[Stored data]
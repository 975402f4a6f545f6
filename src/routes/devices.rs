//! Switch CRUD, sync trigger, port listing, and system-info push endpoints.
//!
//! - `GET    /api/v1/switches`             — list the fleet
//! - `POST   /api/v1/switches`             — register a switch
//! - `GET    /api/v1/switches/{id}`        — fetch one switch
//! - `PUT    /api/v1/switches/{id}`        — partial update
//! - `DELETE /api/v1/switches/{id}`        — remove a switch
//! - `POST   /api/v1/switches/{id}/sync`   — trigger an immediate sync
//! - `GET    /api/v1/switches/{id}/ports`  — port table
//! - `PUT    /api/v1/switches/{id}/system` — push identity fields to the switch
//!
//! Create and update both queue an immediate sync, so a registered switch
//! starts converging without waiting for the next periodic pass.

use axum::{
    extract::{Path, State},
    http::StatusCode,
    Json,
};
use serde::{Deserialize, Serialize};
use serde_json::{json, Value};

use crate::registry::{Device, DevicePatch, DeviceSpec};
use crate::state::AppState;

/// Request body for `POST /api/v1/switches`.
#[derive(Deserialize)]
pub struct CreateSwitchRequest {
    pub address: String,
    pub port: u16,
    /// Defaults to `true` when omitted — switch management APIs normally
    /// serve HTTPS.
    pub use_https: Option<bool>,
    pub username: String,
    pub password: String,
}

/// Request body for `PUT /api/v1/switches/{id}`. Absent or empty fields are
/// left untouched.
#[derive(Deserialize, Default)]
pub struct UpdateSwitchRequest {
    pub address: Option<String>,
    pub port: Option<u16>,
    pub use_https: Option<bool>,
    pub username: Option<String>,
    pub password: Option<String>,
}

fn not_found() -> (StatusCode, Json<Value>) {
    (
        StatusCode::NOT_FOUND,
        Json(json!({"error": "Switch not found", "code": "NOT_FOUND"})),
    )
}

fn invalid(msg: &str) -> (StatusCode, Json<Value>) {
    (
        StatusCode::BAD_REQUEST,
        Json(json!({"error": msg, "code": "INVALID_REQUEST"})),
    )
}

/// Treat empty strings as "not provided", like absent fields.
fn non_empty(value: Option<String>) -> Option<String> {
    value.filter(|v| !v.is_empty())
}

/// `GET /api/v1/switches` — snapshot of the fleet.
pub async fn list_switches(State(state): State<AppState>) -> Json<Value> {
    let switches = state.registry.list().await;
    Json(json!({"switches": switches}))
}

/// `GET /api/v1/switches/{id}` — fetch one switch.
pub async fn get_switch(
    State(state): State<AppState>,
    Path(id): Path<u64>,
) -> Result<Json<Value>, (StatusCode, Json<Value>)> {
    match state.registry.get(id).await {
        Some(device) => Ok(Json(json!({"switch": device}))),
        None => Err(not_found()),
    }
}

/// `POST /api/v1/switches` — register a switch and queue its first sync.
pub async fn create_switch(
    State(state): State<AppState>,
    Json(req): Json<CreateSwitchRequest>,
) -> Result<(StatusCode, Json<Value>), (StatusCode, Json<Value>)> {
    if req.address.is_empty() {
        return Err(invalid("address is required"));
    }
    if req.port == 0 {
        return Err(invalid("port is required"));
    }
    if req.username.is_empty() || req.password.is_empty() {
        return Err(invalid("username and password are required"));
    }

    let device = state
        .registry
        .create(DeviceSpec {
            address: req.address,
            port: req.port,
            use_https: req.use_https.unwrap_or(true),
            username: req.username,
            password: req.password,
        })
        .await;
    state.reconciler.trigger(device.id);

    Ok((StatusCode::CREATED, Json(json!({"switch": device}))))
}

/// `PUT /api/v1/switches/{id}` — apply a partial update and queue a re-sync.
pub async fn update_switch(
    State(state): State<AppState>,
    Path(id): Path<u64>,
    Json(req): Json<UpdateSwitchRequest>,
) -> Result<Json<Value>, (StatusCode, Json<Value>)> {
    let patch = DevicePatch {
        address: non_empty(req.address),
        port: req.port.filter(|p| *p != 0),
        use_https: req.use_https,
        username: non_empty(req.username),
        password: non_empty(req.password),
    };

    match state.registry.update(id, patch).await {
        Some(device) => {
            state.reconciler.trigger(id);
            Ok(Json(json!({"switch": device})))
        }
        None => Err(not_found()),
    }
}

/// `DELETE /api/v1/switches/{id}`.
pub async fn delete_switch(
    State(state): State<AppState>,
    Path(id): Path<u64>,
) -> Result<Json<Value>, (StatusCode, Json<Value>)> {
    if state.registry.delete(id).await {
        Ok(Json(json!({"message": "Switch deleted"})))
    } else {
        Err(not_found())
    }
}

/// `POST /api/v1/switches/{id}/sync` — queue an immediate sync.
pub async fn trigger_sync(
    State(state): State<AppState>,
    Path(id): Path<u64>,
) -> Result<Json<Value>, (StatusCode, Json<Value>)> {
    if state.registry.get(id).await.is_none() {
        return Err(not_found());
    }
    state.reconciler.trigger(id);
    Ok(Json(json!({"message": "Sync triggered"})))
}

/// A single entry of the synthesized port table.
#[derive(Serialize)]
pub struct Port {
    pub id: u32,
    pub name: String,
    pub status: String,
    pub speed: String,
}

/// Synthesize the port table from the reported port count. The switch API
/// exposes no per-port state endpoint, so status and speed follow the same
/// fixed pattern the reference dashboard renders.
fn build_port_table(num_ports: u32) -> Vec<Port> {
    (0..num_ports)
        .map(|i| {
            let status = if i % 7 == 0 {
                "down"
            } else if i % 11 == 0 {
                "disabled"
            } else {
                "up"
            };
            let speed = if i % 4 == 0 { "10G" } else { "1G" };
            Port {
                id: i + 1,
                name: format!("GigabitEthernet 1/0/{}", i + 1),
                status: status.to_string(),
                speed: speed.to_string(),
            }
        })
        .collect()
}

/// `GET /api/v1/switches/{id}/ports` — port table for one switch.
pub async fn get_ports(
    State(state): State<AppState>,
    Path(id): Path<u64>,
) -> Result<Json<Value>, (StatusCode, Json<Value>)> {
    let Some(device) = state.registry.get(id).await else {
        return Err(not_found());
    };

    let num_ports = device
        .system_info
        .as_ref()
        .map_or(24, |info| info.num_ports);
    Ok(Json(json!({"ports": build_port_table(num_ports)})))
}

/// Request body for `PUT /api/v1/switches/{id}/system`.
#[derive(Deserialize)]
#[serde(rename_all = "camelCase")]
pub struct UpdateSystemRequest {
    #[serde(default)]
    pub sys_name: Option<String>,
    #[serde(default)]
    pub sys_location: Option<String>,
    #[serde(default)]
    pub sys_contact: Option<String>,
}

/// `PUT /api/v1/switches/{id}/system` — push operator-edited identity fields
/// to the switch, then refresh the cached snapshot.
///
/// # Error codes
///
/// | HTTP | Code            | Meaning                              |
/// |------|-----------------|--------------------------------------|
/// | 401  | `AUTH_FAILED`   | Could not establish a device session |
/// | 404  | `NOT_FOUND`     | Unknown switch id                    |
/// | 502  | `DEVICE_ERROR`  | The switch rejected the update       |
pub async fn update_system(
    State(state): State<AppState>,
    Path(id): Path<u64>,
    Json(req): Json<UpdateSystemRequest>,
) -> Result<Json<Value>, (StatusCode, Json<Value>)> {
    let Some(device) = state.registry.get(id).await else {
        return Err(not_found());
    };

    let token = state.sessions.ensure_session(&device).await.map_err(|e| {
        (
            StatusCode::UNAUTHORIZED,
            Json(json!({"error": format!("Authentication failed: {e}"), "code": "AUTH_FAILED"})),
        )
    })?;

    // Send only the provided, non-empty fields
    let mut fields = serde_json::Map::new();
    if let Some(name) = req.sys_name.as_deref().filter(|v| !v.is_empty()) {
        fields.insert("sysName".to_string(), json!(name));
    }
    if let Some(location) = req.sys_location.as_deref() {
        fields.insert("sysLocation".to_string(), json!(location));
    }
    if let Some(contact) = req.sys_contact.as_deref() {
        fields.insert("sysContact".to_string(), json!(contact));
    }

    if let Err(e) = state
        .client
        .patch_system(&device, &token, &Value::Object(fields))
        .await
    {
        return Err((
            StatusCode::BAD_GATEWAY,
            Json(json!({"error": format!("Failed to update switch: {e}"), "code": "DEVICE_ERROR"})),
        ));
    }

    let device: Option<Device> = state
        .registry
        .update_cached_identity(
            id,
            req.sys_name.as_deref(),
            req.sys_location.as_deref(),
            req.sys_contact.as_deref(),
        )
        .await;

    match device {
        Some(device) => Ok(Json(json!({"switch": device}))),
        None => Err(not_found()),
    }
}
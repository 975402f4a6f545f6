//! Pre-shared API key authentication for the management API.
//!
//! All endpoints except `/health` and the inbound upload callback require a
//! `Authorization: Bearer <key>` header. The upload callback stays public
//! because it is called by the switches themselves and is gated by its
//! single-use token instead.

use axum::{
    extract::Request,
    http::StatusCode,
    middleware::Next,
    response::{IntoResponse, Response},
    Json,
};
use serde_json::json;

/// Axum middleware that rejects requests without a valid `Authorization: Bearer`
/// header. The expected key is injected via the [`ApiKey`] extension.
///
/// # Error responses
///
/// - `401 Unauthorized` — header missing or malformed
/// - `403 Forbidden` — key present but invalid
/// - `500 Internal Server Error` — [`ApiKey`] extension not found (misconfiguration)
pub async fn require_api_key(request: Request, next: Next) -> Response {
    let api_key = match request.extensions().get::<ApiKey>() {
        Some(key) => key.0.clone(),
        None => {
            return (
                StatusCode::INTERNAL_SERVER_ERROR,
                Json(json!({"error": "Server configuration error"})),
            )
                .into_response();
        }
    };

    let auth_header = request
        .headers()
        .get("authorization")
        .and_then(|v| v.to_str().ok());

    let provided = match auth_header {
        Some(h) if h.starts_with("Bearer ") => &h[7..],
        _ => {
            return (
                StatusCode::UNAUTHORIZED,
                Json(json!({"error": "Missing or invalid Authorization header"})),
            )
                .into_response();
        }
    };

    if !constant_time_eq(api_key.as_bytes(), provided.as_bytes()) {
        return (
            StatusCode::FORBIDDEN,
            Json(json!({"error": "Invalid API key"})),
        )
            .into_response();
    }

    next.run(request).await
}

/// Constant-time byte comparison to prevent timing side-channel attacks.
///
/// Always iterates over the full length of `expected` regardless of `provided`
/// length, so an attacker cannot determine the key length from response times.
pub fn constant_time_eq(expected: &[u8], provided: &[u8]) -> bool {
    let mut diff = u8::from(expected.len() != provided.len());
    // Always iterate over the expected key length to avoid timing leak
    for i in 0..expected.len() {
        let p = if i < provided.len() {
            provided[i]
        } else {
            0xff
        };
        diff |= expected[i] ^ p;
    }
    diff == 0
}

/// Extension type carrying the expected API key, injected into the router
/// layer so [`require_api_key`] can access it without touching `AppState`.
#[derive(Clone)]
pub struct ApiKey(pub String);
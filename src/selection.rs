//! Which floors, zones, surfaces and photovoltaic systems are marked for a
//! copy-merge.
//!
//! The reducer never looks at adjacency and never edits the tree; it only
//! decides what [`crate::merge::copy_shape_info`] will later take.

use std::collections::BTreeSet;

use serde::{Deserialize, Serialize};

use crate::model::tree::{
    all_floor_ids, all_surface_ids, all_zone_ids, find_floor, find_surface, find_zone,
};
use crate::model::Building;

#[derive(Debug, Clone, Default, PartialEq, Eq, Serialize, Deserialize)]
#[serde(default)]
pub struct SelectionState {
    pub floors: BTreeSet<String>,
    pub zones: BTreeSet<String>,
    pub surfaces: BTreeSet<String>,
    pub photovoltaic_systems: BTreeSet<String>,
}

#[derive(Debug, Clone, PartialEq, Eq)]
pub enum SelectionAction {
    ToggleBuildingAll(bool),
    TogglePhotovoltaicAll(bool),
    ToggleFloor { floor_id: String, checked: bool },
    ToggleZone { zone_id: String, checked: bool },
    ToggleSurface { surface_id: String, checked: bool },
    TogglePhotovoltaic { system_id: String, checked: bool },
}

/// Checkbox state of one row in the selection tree.
#[derive(Debug, Clone, Copy, PartialEq, Eq, Serialize)]
#[serde(rename_all = "lowercase")]
pub enum CheckState {
    Checked,
    Unchecked,
    Indeterminate,
}

impl From<bool> for CheckState {
    fn from(checked: bool) -> Self {
        if checked {
            Self::Checked
        } else {
            Self::Unchecked
        }
    }
}

/// Row whose [`CheckState`] is asked for.
#[derive(Debug, Clone, Copy, PartialEq, Eq)]
pub enum CheckItem<'a> {
    Building,
    Floor(&'a str),
    Zone(&'a str),
    Surface(&'a str),
    Photovoltaic(&'a str),
    PhotovoltaicAll,
}

fn toggle(set: &mut BTreeSet<String>, ids: impl IntoIterator<Item = String>, checked: bool) {
    for id in ids {
        if checked {
            set.insert(id);
        } else {
            set.remove(&id);
        }
    }
}

impl SelectionState {
    /// Returns the state after `action`, resolving parents and children
    /// against `building`.
    ///
    /// Checking a zone or surface also checks its parents; unchecking one
    /// never unchecks a parent.
    #[must_use]
    pub fn reduce(&self, action: &SelectionAction, building: &Building) -> Self {
        let floors = &building.shape_info;
        let mut next = self.clone();

        match action {
            SelectionAction::ToggleBuildingAll(checked) => {
                if *checked {
                    next.floors = all_floor_ids(floors).into_iter().collect();
                    next.zones = all_zone_ids(floors).into_iter().collect();
                    next.surfaces = all_surface_ids(floors).into_iter().collect();
                } else {
                    next.floors.clear();
                    next.zones.clear();
                    next.surfaces.clear();
                }
            }
            SelectionAction::TogglePhotovoltaicAll(checked) => {
                next.photovoltaic_systems = if *checked {
                    building
                        .photovoltaic_systems
                        .iter()
                        .map(|pv| pv.id.clone())
                        .collect()
                } else {
                    BTreeSet::new()
                };
            }
            SelectionAction::ToggleFloor { floor_id, checked } => {
                toggle(&mut next.floors, [floor_id.clone()], *checked);
                if let Some(floor) = find_floor(floors, floor_id) {
                    let zones = floor.zones.iter().map(|z| z.id.clone());
                    toggle(&mut next.zones, zones, *checked);
                    let surfaces = floor
                        .zones
                        .iter()
                        .flat_map(|z| z.surfaces.iter().map(|s| s.id.clone()));
                    toggle(&mut next.surfaces, surfaces, *checked);
                }
            }
            SelectionAction::ToggleZone { zone_id, checked } => {
                toggle(&mut next.zones, [zone_id.clone()], *checked);
                if let Some((floor, zone)) = find_zone(floors, zone_id) {
                    toggle(
                        &mut next.surfaces,
                        zone.surfaces.iter().map(|s| s.id.clone()),
                        *checked,
                    );
                    if *checked {
                        next.floors.insert(floor.floor_id.clone());
                    }
                }
            }
            SelectionAction::ToggleSurface {
                surface_id,
                checked,
            } => {
                toggle(&mut next.surfaces, [surface_id.clone()], *checked);
                if *checked {
                    if let Some((floor, zone, _)) = find_surface(floors, surface_id) {
                        next.zones.insert(zone.id.clone());
                        next.floors.insert(floor.floor_id.clone());
                    }
                }
            }
            SelectionAction::TogglePhotovoltaic { system_id, checked } => {
                toggle(&mut next.photovoltaic_systems, [system_id.clone()], *checked);
            }
        }
        next
    }

    /// Three-state for the building, floors and zones; two-state for
    /// surfaces and photovoltaic rows.
    #[must_use]
    pub fn check_state(&self, item: CheckItem<'_>, building: &Building) -> CheckState {
        let floors = &building.shape_info;
        match item {
            CheckItem::Building => {
                if self.floors.is_empty() {
                    return CheckState::Unchecked;
                }
                let all = all_floor_ids(floors).iter().all(|id| self.floors.contains(id))
                    && all_zone_ids(floors).iter().all(|id| self.zones.contains(id))
                    && all_surface_ids(floors).iter().all(|id| self.surfaces.contains(id));
                if all {
                    CheckState::Checked
                } else {
                    CheckState::Indeterminate
                }
            }
            CheckItem::Floor(id) => {
                if !self.floors.contains(id) {
                    return CheckState::Unchecked;
                }
                let all = find_floor(floors, id).into_iter().all(|floor| {
                    floor.zones.iter().all(|z| {
                        self.zones.contains(&z.id)
                            && z.surfaces.iter().all(|s| self.surfaces.contains(&s.id))
                    })
                });
                if all {
                    CheckState::Checked
                } else {
                    CheckState::Indeterminate
                }
            }
            CheckItem::Zone(id) => {
                if !self.zones.contains(id) {
                    return CheckState::Unchecked;
                }
                let all = find_zone(floors, id).into_iter().all(|(_, zone)| {
                    zone.surfaces.iter().all(|s| self.surfaces.contains(&s.id))
                });
                if all {
                    CheckState::Checked
                } else {
                    CheckState::Indeterminate
                }
            }
            CheckItem::Surface(id) => self.surfaces.contains(id).into(),
            CheckItem::Photovoltaic(id) => self.photovoltaic_systems.contains(id).into(),
            CheckItem::PhotovoltaicAll => building
                .photovoltaic_systems
                .iter()
                .all(|pv| self.photovoltaic_systems.contains(&pv.id))
                .into(),
        }
    }
}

### THE PROBLEM
All lines above containing the string "extract" are to be collected.

### RESULT OF THE EXERCISE
    extract::{Path, State},
    extract::Request,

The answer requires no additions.